Using the listing that follows, filter out every line lacking the string "parameters" and return the rest.

EXCERPTED DATA.
·····
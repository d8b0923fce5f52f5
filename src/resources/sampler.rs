//! Standalone sampler object.

use crate::driver::Driver;
use crate::handle::{Dispose, GpuResource, RawHandle};
use crate::types::{CompareFunc, MagFilter, MinFilter, SamplingParameter, WrapMode};

/// A sampler object independent of any texture.
///
/// Sampling parameters are cached wrapper-side and written through to the
/// driver immediately on set, so reads never need a driver round-trip. A
/// sampler may be attached to a texture to produce a combined bindless
/// handle; see [`Texture::bindless_handle_with`].
///
/// [`Texture::bindless_handle_with`]: crate::resources::Texture::bindless_handle_with
#[derive(Debug)]
pub struct Sampler {
    handle: RawHandle,
    min_filter: MinFilter,
    mag_filter: MagFilter,
    wrap: [WrapMode; 3],
    compare: Option<CompareFunc>,
    max_anisotropy: f32,
}

impl Sampler {
    /// Create a sampler object with default parameters.
    pub fn new(driver: &mut dyn Driver) -> Self {
        Self {
            handle: driver.create_sampler(),
            min_filter: MinFilter::default(),
            mag_filter: MagFilter::default(),
            wrap: [WrapMode::default(); 3],
            compare: None,
            max_anisotropy: 1.0,
        }
    }

    /// Set the minification filter.
    pub fn set_min_filter(&mut self, driver: &mut dyn Driver, filter: MinFilter) {
        self.min_filter = filter;
        driver.set_sampler_parameter(self.handle, SamplingParameter::MinFilter(filter));
    }

    /// Set the magnification filter.
    pub fn set_mag_filter(&mut self, driver: &mut dyn Driver, filter: MagFilter) {
        self.mag_filter = filter;
        driver.set_sampler_parameter(self.handle, SamplingParameter::MagFilter(filter));
    }

    /// Set the wrap mode for all three coordinates.
    pub fn set_wrap(&mut self, driver: &mut dyn Driver, mode: WrapMode) {
        self.wrap = [mode; 3];
        driver.set_sampler_parameter(self.handle, SamplingParameter::WrapS(mode));
        driver.set_sampler_parameter(self.handle, SamplingParameter::WrapT(mode));
        driver.set_sampler_parameter(self.handle, SamplingParameter::WrapR(mode));
    }

    /// Set or disable the depth comparison function.
    pub fn set_compare(&mut self, driver: &mut dyn Driver, compare: Option<CompareFunc>) {
        self.compare = compare;
        driver.set_sampler_parameter(self.handle, SamplingParameter::Compare(compare));
    }

    /// Set the maximum anisotropy level.
    pub fn set_max_anisotropy(&mut self, driver: &mut dyn Driver, level: f32) {
        self.max_anisotropy = level.max(1.0);
        driver.set_sampler_parameter(
            self.handle,
            SamplingParameter::MaxAnisotropy(self.max_anisotropy),
        );
    }

    /// Cached minification filter.
    pub fn min_filter(&self) -> MinFilter {
        self.min_filter
    }

    /// Cached magnification filter.
    pub fn mag_filter(&self) -> MagFilter {
        self.mag_filter
    }

    /// Cached wrap modes (S, T, R).
    pub fn wrap(&self) -> [WrapMode; 3] {
        self.wrap
    }

    /// Cached comparison function.
    pub fn compare(&self) -> Option<CompareFunc> {
        self.compare
    }
}

impl GpuResource for Sampler {
    fn raw_handle(&self) -> RawHandle {
        self.handle
    }
}

impl Dispose for Sampler {
    fn dispose(&mut self, driver: &mut dyn Driver) {
        if self.handle.is_valid() {
            driver.delete_sampler(self.handle);
            self.handle = RawHandle::NONE;
        }
    }
}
·····
OUTPUT BELOW.
/// Sampling parameters are cached wrapper-side and written through to the
    /// Create a sampler object with default parameters.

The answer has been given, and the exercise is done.